• _Work task_: For the listing that follows, give again exactly the lines from the one with "bands.radii[band] + self.spread_positive(bands.jitter)" to the one with "pub use vertex::Vertex;", including both.
################
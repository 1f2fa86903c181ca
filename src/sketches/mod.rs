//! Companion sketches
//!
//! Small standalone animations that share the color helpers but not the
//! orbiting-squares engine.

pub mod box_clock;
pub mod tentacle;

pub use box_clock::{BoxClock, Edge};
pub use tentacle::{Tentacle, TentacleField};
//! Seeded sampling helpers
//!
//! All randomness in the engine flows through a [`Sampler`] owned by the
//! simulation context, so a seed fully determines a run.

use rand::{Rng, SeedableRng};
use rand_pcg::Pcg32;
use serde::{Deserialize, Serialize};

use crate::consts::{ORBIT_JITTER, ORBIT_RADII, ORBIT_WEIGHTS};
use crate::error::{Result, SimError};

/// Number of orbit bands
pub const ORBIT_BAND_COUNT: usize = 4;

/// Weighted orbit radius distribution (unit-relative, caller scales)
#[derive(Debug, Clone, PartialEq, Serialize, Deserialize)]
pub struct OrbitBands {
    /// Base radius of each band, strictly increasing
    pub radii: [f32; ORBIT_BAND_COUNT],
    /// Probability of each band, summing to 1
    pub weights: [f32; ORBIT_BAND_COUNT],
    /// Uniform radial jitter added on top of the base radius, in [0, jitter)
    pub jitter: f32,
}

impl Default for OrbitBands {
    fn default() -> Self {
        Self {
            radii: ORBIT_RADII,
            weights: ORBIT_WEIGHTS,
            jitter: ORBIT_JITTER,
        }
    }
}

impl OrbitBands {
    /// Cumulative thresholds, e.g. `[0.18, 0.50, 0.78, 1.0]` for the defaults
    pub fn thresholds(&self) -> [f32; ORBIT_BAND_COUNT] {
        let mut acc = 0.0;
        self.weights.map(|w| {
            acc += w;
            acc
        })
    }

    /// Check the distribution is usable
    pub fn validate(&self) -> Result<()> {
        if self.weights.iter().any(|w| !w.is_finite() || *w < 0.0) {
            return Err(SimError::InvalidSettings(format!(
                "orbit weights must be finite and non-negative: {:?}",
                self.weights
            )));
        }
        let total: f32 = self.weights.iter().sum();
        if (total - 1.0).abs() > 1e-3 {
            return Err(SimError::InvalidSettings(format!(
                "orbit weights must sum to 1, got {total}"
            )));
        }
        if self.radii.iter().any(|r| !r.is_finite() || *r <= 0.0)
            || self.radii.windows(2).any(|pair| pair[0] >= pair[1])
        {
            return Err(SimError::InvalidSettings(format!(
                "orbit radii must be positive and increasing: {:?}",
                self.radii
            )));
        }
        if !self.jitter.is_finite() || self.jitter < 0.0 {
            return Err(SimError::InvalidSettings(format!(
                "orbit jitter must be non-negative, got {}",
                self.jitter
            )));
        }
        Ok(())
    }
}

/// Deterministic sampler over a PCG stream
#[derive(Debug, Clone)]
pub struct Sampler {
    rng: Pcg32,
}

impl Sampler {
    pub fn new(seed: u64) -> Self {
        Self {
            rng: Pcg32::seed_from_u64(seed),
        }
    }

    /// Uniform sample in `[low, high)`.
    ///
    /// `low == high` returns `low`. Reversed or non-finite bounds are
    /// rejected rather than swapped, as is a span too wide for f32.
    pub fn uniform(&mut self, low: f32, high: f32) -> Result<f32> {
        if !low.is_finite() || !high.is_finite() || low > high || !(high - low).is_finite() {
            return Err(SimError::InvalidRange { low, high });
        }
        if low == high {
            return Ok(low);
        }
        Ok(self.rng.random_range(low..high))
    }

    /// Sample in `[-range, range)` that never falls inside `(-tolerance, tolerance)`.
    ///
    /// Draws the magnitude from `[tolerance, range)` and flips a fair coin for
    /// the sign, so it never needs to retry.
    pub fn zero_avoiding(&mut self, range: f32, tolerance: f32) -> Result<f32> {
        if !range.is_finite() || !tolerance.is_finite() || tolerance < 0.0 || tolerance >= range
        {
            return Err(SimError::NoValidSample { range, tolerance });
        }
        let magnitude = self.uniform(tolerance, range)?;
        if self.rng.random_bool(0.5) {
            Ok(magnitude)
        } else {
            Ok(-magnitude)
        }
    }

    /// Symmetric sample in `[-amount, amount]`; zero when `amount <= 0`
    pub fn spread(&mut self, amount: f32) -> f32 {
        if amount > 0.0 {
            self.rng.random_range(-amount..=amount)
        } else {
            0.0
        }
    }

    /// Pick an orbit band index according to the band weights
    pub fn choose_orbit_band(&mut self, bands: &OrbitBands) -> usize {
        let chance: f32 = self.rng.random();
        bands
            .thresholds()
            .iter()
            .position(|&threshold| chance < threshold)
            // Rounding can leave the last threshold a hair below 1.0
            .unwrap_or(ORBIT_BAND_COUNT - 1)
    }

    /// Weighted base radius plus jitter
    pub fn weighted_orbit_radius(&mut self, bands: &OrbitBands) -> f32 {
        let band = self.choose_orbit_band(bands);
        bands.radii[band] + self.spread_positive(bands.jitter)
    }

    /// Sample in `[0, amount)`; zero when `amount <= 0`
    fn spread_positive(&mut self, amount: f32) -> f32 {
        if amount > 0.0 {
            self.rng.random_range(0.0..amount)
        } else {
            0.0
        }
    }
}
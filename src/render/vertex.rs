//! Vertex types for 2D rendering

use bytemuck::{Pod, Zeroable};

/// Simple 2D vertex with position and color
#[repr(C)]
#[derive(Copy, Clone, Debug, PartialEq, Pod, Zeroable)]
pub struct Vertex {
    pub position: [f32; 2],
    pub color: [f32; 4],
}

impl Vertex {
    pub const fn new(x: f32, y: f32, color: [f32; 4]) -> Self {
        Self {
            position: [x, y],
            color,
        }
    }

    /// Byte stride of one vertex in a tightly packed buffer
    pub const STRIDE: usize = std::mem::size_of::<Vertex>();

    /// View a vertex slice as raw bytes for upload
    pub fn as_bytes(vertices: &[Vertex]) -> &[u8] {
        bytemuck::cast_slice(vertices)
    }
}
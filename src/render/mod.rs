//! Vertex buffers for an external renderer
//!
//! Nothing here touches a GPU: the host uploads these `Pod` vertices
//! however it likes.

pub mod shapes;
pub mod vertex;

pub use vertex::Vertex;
################
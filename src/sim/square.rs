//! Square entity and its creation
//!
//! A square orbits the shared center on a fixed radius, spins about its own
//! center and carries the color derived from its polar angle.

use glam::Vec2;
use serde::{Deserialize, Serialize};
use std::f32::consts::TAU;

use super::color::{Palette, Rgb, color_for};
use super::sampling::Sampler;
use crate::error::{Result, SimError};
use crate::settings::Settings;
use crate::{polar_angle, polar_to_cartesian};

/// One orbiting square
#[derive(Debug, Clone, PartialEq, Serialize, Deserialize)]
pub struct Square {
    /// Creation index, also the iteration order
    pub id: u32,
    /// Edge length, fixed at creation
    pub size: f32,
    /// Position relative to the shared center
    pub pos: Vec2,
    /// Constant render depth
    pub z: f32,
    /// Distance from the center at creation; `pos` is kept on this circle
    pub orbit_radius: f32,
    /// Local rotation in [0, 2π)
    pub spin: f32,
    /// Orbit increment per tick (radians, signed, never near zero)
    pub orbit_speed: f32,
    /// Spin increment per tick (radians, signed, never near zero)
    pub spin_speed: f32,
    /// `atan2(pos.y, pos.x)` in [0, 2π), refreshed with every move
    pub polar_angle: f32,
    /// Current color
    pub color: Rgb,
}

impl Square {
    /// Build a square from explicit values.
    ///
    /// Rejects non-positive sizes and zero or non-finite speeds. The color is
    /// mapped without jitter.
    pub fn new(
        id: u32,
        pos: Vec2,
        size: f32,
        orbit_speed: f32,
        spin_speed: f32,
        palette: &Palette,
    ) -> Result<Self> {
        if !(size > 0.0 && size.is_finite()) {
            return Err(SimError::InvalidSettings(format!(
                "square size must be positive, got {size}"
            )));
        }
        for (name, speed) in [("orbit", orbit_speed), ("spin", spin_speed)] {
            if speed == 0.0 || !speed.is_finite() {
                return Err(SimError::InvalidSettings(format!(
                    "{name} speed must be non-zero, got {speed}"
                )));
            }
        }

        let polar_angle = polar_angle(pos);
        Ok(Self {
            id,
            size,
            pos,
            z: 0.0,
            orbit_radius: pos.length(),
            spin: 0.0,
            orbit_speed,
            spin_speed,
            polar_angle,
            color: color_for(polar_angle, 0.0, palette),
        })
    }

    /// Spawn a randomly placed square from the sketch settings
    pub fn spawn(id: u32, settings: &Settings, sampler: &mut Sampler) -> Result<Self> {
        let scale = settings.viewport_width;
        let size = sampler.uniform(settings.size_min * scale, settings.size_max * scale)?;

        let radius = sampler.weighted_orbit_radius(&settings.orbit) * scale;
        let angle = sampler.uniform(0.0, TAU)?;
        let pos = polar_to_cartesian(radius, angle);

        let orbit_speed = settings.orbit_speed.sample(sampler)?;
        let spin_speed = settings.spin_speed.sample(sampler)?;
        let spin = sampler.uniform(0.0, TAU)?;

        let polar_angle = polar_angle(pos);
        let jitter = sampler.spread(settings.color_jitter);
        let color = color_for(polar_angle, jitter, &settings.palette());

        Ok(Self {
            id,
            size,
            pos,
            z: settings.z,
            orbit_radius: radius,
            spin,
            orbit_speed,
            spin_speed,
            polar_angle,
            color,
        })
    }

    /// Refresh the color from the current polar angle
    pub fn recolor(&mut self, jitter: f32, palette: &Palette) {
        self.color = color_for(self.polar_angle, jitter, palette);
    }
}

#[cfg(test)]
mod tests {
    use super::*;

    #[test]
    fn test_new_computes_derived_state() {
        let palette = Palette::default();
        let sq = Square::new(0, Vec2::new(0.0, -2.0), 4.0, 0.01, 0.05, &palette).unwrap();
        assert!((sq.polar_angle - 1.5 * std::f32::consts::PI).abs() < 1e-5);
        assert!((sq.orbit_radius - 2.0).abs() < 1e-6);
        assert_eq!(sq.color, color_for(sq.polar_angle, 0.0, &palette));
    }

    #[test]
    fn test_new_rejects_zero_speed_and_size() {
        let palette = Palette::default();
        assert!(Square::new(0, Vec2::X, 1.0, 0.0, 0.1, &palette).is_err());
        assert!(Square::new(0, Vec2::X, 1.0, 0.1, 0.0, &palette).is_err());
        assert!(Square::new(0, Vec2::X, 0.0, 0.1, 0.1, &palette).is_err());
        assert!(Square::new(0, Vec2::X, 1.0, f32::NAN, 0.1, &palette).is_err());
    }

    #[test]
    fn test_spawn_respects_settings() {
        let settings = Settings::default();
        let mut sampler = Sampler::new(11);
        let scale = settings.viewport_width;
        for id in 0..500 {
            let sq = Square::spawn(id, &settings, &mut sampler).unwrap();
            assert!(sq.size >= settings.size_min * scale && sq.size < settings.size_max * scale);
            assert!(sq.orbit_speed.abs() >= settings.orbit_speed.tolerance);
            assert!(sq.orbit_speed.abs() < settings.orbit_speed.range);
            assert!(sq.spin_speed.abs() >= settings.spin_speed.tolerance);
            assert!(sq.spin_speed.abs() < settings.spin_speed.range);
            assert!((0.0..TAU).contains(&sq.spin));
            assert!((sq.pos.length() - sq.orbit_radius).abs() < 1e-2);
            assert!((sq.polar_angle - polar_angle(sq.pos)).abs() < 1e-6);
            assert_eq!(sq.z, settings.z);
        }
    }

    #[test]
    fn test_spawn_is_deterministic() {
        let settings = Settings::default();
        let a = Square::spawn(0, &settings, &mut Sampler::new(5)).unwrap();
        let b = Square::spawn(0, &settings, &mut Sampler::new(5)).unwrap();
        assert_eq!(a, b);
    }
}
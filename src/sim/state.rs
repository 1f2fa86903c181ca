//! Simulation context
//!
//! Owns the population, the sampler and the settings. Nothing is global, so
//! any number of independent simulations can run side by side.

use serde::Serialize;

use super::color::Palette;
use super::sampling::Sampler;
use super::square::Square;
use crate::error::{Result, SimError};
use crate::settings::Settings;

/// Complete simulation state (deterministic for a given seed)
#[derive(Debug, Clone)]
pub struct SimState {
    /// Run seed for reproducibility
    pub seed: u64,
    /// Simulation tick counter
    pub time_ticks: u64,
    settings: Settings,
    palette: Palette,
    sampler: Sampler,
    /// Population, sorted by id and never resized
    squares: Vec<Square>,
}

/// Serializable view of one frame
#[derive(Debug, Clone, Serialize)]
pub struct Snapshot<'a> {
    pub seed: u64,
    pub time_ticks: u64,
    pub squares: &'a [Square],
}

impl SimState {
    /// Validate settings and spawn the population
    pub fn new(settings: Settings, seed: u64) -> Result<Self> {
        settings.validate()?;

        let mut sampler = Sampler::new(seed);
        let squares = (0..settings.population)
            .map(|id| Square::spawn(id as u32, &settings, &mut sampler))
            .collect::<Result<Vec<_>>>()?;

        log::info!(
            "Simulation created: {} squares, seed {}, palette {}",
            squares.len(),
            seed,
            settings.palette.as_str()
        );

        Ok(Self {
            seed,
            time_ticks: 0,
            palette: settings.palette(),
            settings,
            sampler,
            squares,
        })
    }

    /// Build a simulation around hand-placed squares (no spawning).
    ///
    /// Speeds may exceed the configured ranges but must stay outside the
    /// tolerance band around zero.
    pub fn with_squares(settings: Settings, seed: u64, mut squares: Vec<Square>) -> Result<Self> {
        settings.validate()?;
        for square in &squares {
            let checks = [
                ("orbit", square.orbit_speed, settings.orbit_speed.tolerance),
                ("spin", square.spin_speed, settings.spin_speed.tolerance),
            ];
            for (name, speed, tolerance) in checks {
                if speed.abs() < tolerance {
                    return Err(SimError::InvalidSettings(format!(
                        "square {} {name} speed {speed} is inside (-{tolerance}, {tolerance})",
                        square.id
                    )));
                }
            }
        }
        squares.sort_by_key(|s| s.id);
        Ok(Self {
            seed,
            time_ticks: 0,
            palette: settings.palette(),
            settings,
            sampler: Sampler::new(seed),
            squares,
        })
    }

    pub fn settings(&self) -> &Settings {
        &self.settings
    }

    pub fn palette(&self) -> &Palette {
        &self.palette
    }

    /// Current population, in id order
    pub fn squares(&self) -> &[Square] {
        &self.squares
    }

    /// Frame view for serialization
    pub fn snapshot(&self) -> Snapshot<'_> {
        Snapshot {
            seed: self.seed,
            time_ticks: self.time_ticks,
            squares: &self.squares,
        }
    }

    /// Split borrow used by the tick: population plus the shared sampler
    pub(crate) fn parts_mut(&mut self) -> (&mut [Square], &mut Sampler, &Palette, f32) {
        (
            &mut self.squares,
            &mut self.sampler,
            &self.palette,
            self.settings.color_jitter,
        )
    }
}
################
• _Response area_:
        bands.radii[band] + self.spread_positive(bands.jitter)
    }

    /// Sample in `[0, amount)`; zero when `amount <= 0`
    fn spread_positive(&mut self, amount: f32) -> f32 {
        if amount > 0.0 {
            self.rng.random_range(0.0..amount)
        } else {
            0.0
        }
    }
}
filename src/render/vertex.rs
//! Vertex types for 2D rendering

use bytemuck::{Pod, Zeroable};

/// Simple 2D vertex with position and color
#[repr(C)]
#[derive(Copy, Clone, Debug, PartialEq, Pod, Zeroable)]
pub struct Vertex {
    pub position: [f32; 2],
    pub color: [f32; 4],
}

impl Vertex {
    pub const fn new(x: f32, y: f32, color: [f32; 4]) -> Self {
        Self {
            position: [x, y],
            color,
        }
    }

    /// Byte stride of one vertex in a tightly packed buffer
    pub const STRIDE: usize = std::mem::size_of::<Vertex>();

    /// View a vertex slice as raw bytes for upload
    pub fn as_bytes(vertices: &[Vertex]) -> &[u8] {
        bytemuck::cast_slice(vertices)
    }
}
filename src/render/mod.rs
//! Vertex buffers for an external renderer
//!
//! Nothing here touches a GPU: the host uploads these `Pod` vertices
//! however it likes.

pub mod shapes;
pub mod vertex;

pub use vertex::Vertex;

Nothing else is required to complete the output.